→ Task details:
Wherever the word "without" turns up in a line of the entries, copy that line.

→ Given records:
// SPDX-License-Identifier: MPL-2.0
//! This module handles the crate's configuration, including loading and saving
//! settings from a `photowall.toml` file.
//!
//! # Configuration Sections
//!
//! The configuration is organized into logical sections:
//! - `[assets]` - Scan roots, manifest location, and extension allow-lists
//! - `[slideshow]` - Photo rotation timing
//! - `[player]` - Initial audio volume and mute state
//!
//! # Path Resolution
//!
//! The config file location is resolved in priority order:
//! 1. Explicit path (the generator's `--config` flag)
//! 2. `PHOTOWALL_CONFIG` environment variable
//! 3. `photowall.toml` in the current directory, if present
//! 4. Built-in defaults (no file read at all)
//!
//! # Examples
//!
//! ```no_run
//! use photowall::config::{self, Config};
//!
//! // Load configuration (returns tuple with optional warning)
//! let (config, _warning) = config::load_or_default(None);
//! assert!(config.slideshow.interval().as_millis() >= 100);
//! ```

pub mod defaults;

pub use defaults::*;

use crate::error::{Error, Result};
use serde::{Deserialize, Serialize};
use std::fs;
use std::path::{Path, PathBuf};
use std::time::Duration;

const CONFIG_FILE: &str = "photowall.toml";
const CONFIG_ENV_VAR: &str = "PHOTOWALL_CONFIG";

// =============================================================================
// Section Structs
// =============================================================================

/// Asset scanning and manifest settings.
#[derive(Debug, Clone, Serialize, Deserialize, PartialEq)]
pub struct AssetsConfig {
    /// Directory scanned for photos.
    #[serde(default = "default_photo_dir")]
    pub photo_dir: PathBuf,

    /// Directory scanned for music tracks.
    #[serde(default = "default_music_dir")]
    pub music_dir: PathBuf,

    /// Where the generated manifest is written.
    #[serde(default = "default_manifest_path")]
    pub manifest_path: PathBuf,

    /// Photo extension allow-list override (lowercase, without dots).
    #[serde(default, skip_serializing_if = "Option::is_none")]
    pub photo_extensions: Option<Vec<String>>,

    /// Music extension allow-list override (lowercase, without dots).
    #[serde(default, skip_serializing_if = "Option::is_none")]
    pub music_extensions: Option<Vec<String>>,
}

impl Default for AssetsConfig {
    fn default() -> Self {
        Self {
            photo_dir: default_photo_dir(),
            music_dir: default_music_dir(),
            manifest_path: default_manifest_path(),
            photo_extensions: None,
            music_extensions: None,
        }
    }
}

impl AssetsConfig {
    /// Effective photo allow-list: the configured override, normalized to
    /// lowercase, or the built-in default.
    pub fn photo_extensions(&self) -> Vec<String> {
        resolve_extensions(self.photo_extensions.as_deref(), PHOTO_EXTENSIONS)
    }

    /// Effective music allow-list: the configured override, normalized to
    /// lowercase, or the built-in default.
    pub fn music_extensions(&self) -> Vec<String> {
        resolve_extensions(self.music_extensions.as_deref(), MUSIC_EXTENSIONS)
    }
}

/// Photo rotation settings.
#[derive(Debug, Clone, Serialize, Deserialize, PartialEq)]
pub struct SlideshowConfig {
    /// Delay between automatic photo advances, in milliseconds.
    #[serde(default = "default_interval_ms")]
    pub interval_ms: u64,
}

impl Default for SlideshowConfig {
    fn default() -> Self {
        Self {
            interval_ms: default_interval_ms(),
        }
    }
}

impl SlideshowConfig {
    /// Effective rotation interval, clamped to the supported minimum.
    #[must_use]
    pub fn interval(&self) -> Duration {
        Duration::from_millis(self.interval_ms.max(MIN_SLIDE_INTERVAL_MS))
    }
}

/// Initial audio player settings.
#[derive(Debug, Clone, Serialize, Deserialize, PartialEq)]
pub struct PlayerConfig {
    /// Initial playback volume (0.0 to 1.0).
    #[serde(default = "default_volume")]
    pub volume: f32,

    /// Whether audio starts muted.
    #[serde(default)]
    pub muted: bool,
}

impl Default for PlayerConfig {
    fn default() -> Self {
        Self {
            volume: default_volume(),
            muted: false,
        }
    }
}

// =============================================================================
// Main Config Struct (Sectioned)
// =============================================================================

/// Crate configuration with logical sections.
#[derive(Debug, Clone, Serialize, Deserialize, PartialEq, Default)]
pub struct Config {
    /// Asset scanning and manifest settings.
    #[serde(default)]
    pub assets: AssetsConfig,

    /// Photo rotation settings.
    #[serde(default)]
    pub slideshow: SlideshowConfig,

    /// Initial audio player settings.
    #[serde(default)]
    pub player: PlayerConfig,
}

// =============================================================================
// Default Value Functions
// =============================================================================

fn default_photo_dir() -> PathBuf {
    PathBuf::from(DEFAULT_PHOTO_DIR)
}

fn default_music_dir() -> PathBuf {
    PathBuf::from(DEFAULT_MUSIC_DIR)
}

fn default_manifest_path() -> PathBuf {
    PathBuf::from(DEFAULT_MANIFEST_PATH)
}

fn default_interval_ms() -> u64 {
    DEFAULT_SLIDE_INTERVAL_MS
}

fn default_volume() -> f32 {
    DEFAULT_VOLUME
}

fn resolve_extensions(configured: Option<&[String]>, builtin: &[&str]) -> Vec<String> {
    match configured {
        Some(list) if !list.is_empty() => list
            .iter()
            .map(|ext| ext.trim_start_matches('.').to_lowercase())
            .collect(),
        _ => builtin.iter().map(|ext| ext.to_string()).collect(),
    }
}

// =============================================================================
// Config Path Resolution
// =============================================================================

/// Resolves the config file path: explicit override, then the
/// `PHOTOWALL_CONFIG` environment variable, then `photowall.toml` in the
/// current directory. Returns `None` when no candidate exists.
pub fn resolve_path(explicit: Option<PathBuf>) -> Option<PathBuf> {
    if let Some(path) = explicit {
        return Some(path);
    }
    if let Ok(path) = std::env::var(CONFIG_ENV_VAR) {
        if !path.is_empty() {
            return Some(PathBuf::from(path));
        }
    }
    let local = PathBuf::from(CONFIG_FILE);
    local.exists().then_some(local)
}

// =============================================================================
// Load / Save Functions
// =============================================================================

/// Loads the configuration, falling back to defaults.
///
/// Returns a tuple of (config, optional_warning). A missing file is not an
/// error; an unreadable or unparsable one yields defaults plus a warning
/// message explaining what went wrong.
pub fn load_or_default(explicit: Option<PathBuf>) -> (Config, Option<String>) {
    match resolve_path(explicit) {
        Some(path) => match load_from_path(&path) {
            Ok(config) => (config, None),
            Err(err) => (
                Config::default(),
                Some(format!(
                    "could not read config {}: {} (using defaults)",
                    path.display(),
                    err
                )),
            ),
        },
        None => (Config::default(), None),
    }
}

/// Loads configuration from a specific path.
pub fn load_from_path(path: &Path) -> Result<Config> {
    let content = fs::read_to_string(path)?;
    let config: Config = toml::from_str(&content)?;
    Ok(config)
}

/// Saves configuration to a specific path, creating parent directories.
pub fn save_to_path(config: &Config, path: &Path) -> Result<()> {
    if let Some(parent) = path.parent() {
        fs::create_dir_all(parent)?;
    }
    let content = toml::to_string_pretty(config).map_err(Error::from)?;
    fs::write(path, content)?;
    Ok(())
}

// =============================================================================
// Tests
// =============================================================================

→ Completed task:
    /// Photo extension allow-list override (lowercase, without dots).
    /// Music extension allow-list override (lowercase, without dots).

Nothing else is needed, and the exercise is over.